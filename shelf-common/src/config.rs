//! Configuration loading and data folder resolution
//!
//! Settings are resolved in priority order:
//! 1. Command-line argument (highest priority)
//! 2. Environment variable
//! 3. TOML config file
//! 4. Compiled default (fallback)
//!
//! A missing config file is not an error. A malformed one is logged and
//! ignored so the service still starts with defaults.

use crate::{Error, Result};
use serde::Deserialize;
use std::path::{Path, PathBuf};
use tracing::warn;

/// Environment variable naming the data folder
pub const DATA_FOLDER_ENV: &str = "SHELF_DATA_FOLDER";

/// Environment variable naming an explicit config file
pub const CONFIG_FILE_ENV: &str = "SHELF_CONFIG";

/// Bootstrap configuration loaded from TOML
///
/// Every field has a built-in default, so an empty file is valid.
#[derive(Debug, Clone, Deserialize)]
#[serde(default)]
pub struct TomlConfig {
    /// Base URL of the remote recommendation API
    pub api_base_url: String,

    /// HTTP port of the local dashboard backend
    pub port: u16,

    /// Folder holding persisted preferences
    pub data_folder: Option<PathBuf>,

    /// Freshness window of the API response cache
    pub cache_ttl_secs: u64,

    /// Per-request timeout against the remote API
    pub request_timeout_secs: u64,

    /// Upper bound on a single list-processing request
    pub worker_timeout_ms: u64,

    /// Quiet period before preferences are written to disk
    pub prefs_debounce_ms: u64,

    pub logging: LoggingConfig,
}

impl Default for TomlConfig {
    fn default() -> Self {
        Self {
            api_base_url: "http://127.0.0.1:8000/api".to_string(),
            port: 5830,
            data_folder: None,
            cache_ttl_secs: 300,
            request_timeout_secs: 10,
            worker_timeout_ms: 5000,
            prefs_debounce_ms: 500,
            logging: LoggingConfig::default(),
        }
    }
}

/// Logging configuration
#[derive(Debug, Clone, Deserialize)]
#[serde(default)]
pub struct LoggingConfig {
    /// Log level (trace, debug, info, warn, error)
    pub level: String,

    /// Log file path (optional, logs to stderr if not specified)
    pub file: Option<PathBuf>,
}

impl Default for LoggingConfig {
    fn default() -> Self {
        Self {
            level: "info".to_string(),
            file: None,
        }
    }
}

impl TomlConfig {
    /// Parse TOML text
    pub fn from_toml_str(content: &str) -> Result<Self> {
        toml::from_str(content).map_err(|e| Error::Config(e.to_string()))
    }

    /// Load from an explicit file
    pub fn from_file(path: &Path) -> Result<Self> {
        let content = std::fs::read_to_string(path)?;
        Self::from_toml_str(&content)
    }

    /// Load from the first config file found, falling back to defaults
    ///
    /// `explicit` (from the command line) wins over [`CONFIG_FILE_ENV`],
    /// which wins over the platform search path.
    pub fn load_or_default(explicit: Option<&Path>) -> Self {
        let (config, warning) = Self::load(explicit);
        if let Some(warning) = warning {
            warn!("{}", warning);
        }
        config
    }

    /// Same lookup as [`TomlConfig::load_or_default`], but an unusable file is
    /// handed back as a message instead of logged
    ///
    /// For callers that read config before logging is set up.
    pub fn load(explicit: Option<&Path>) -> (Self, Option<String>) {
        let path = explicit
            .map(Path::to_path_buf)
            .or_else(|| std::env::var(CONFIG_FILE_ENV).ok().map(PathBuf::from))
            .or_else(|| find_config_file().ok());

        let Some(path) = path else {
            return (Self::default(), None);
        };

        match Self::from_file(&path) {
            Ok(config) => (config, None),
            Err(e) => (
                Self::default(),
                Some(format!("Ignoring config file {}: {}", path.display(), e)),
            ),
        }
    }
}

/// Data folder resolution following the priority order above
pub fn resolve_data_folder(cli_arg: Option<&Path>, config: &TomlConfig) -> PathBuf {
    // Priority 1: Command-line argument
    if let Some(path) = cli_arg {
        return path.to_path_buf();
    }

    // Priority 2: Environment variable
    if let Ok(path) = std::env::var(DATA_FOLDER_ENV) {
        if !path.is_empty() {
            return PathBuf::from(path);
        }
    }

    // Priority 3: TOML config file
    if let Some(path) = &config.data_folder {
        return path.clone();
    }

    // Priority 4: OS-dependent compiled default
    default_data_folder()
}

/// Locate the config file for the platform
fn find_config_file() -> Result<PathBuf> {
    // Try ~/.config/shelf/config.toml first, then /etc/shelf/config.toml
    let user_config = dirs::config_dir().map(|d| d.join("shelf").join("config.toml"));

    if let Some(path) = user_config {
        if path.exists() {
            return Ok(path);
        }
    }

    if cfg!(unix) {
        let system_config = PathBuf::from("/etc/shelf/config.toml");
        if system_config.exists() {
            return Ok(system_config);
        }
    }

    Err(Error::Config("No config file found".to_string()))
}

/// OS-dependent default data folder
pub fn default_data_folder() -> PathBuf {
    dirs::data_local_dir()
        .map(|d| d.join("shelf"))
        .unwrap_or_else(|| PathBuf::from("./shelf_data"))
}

•••

[HOW TO COMPLETE THIS TASK] Give an exact repetition of all the material.

[WORKED SOLUTION]
filename shelf-common/src/config.rs
//! Configuration loading and data folder resolution
//!
//! Settings are resolved in priority order:
//! 1. Command-line argument (highest priority)
//! 2. Environment variable
//! 3. TOML config file
//! 4. Compiled default (fallback)
//!
//! A missing config file is not an error. A malformed one is logged and
//! ignored so the service still starts with defaults.

use crate::{Error, Result};
use serde::Deserialize;
use std::path::{Path, PathBuf};
use tracing::warn;

/// Environment variable naming the data folder
pub const DATA_FOLDER_ENV: &str = "SHELF_DATA_FOLDER";

/// Environment variable naming an explicit config file
pub const CONFIG_FILE_ENV: &str = "SHELF_CONFIG";

/// Bootstrap configuration loaded from TOML
///
/// Every field has a built-in default, so an empty file is valid.
#[derive(Debug, Clone, Deserialize)]
#[serde(default)]
pub struct TomlConfig {
    /// Base URL of the remote recommendation API
    pub api_base_url: String,

    /// HTTP port of the local dashboard backend
    pub port: u16,

    /// Folder holding persisted preferences
    pub data_folder: Option<PathBuf>,

    /// Freshness window of the API response cache
    pub cache_ttl_secs: u64,

    /// Per-request timeout against the remote API
    pub request_timeout_secs: u64,

    /// Upper bound on a single list-processing request
    pub worker_timeout_ms: u64,

    /// Quiet period before preferences are written to disk
    pub prefs_debounce_ms: u64,

    pub logging: LoggingConfig,
}

impl Default for TomlConfig {
    fn default() -> Self {
        Self {
            api_base_url: "http://127.0.0.1:8000/api".to_string(),
            port: 5830,
            data_folder: None,
            cache_ttl_secs: 300,
            request_timeout_secs: 10,
            worker_timeout_ms: 5000,
            prefs_debounce_ms: 500,
            logging: LoggingConfig::default(),
        }
    }
}

/// Logging configuration
#[derive(Debug, Clone, Deserialize)]
#[serde(default)]
pub struct LoggingConfig {
    /// Log level (trace, debug, info, warn, error)
    pub level: String,

    /// Log file path (optional, logs to stderr if not specified)
    pub file: Option<PathBuf>,
}

impl Default for LoggingConfig {
    fn default() -> Self {
        Self {
            level: "info".to_string(),
            file: None,
        }
    }
}

impl TomlConfig {
    /// Parse TOML text
    pub fn from_toml_str(content: &str) -> Result<Self> {
        toml::from_str(content).map_err(|e| Error::Config(e.to_string()))
    }

    /// Load from an explicit file
    pub fn from_file(path: &Path) -> Result<Self> {
        let content = std::fs::read_to_string(path)?;
        Self::from_toml_str(&content)
    }

    /// Load from the first config file found, falling back to defaults
    ///
    /// `explicit` (from the command line) wins over [`CONFIG_FILE_ENV`],
    /// which wins over the platform search path.
    pub fn load_or_default(explicit: Option<&Path>) -> Self {
        let (config, warning) = Self::load(explicit);
        if let Some(warning) = warning {
            warn!("{}", warning);
        }
        config
    }

    /// Same lookup as [`TomlConfig::load_or_default`], but an unusable file is
    /// handed back as a message instead of logged
    ///
    /// For callers that read config before logging is set up.
    pub fn load(explicit: Option<&Path>) -> (Self, Option<String>) {
        let path = explicit
            .map(Path::to_path_buf)
            .or_else(|| std::env::var(CONFIG_FILE_ENV).ok().map(PathBuf::from))
            .or_else(|| find_config_file().ok());

        let Some(path) = path else {
            return (Self::default(), None);
        };

        match Self::from_file(&path) {
            Ok(config) => (config, None),
            Err(e) => (
                Self::default(),
                Some(format!("Ignoring config file {}: {}", path.display(), e)),
            ),
        }
    }
}

/// Data folder resolution following the priority order above
pub fn resolve_data_folder(cli_arg: Option<&Path>, config: &TomlConfig) -> PathBuf {
    // Priority 1: Command-line argument
    if let Some(path) = cli_arg {
        return path.to_path_buf();
    }

    // Priority 2: Environment variable
    if let Ok(path) = std::env::var(DATA_FOLDER_ENV) {
        if !path.is_empty() {
            return PathBuf::from(path);
        }
    }

    // Priority 3: TOML config file
    if let Some(path) = &config.data_folder {
        return path.clone();
    }

    // Priority 4: OS-dependent compiled default
    default_data_folder()
}

/// Locate the config file for the platform
fn find_config_file() -> Result<PathBuf> {
    // Try ~/.config/shelf/config.toml first, then /etc/shelf/config.toml
    let user_config = dirs::config_dir().map(|d| d.join("shelf").join("config.toml"));

    if let Some(path) = user_config {
        if path.exists() {
            return Ok(path);
        }
    }

    if cfg!(unix) {
        let system_config = PathBuf::from("/etc/shelf/config.toml");
        if system_config.exists() {
            return Ok(system_config);
        }
    }

    Err(Error::Config("No config file found".to_string()))
}

/// OS-dependent default data folder
pub fn default_data_folder() -> PathBuf {
    dirs::data_local_dir()
        .map(|d| d.join("shelf"))
        .unwrap_or_else(|| PathBuf::from("./shelf_data"))
}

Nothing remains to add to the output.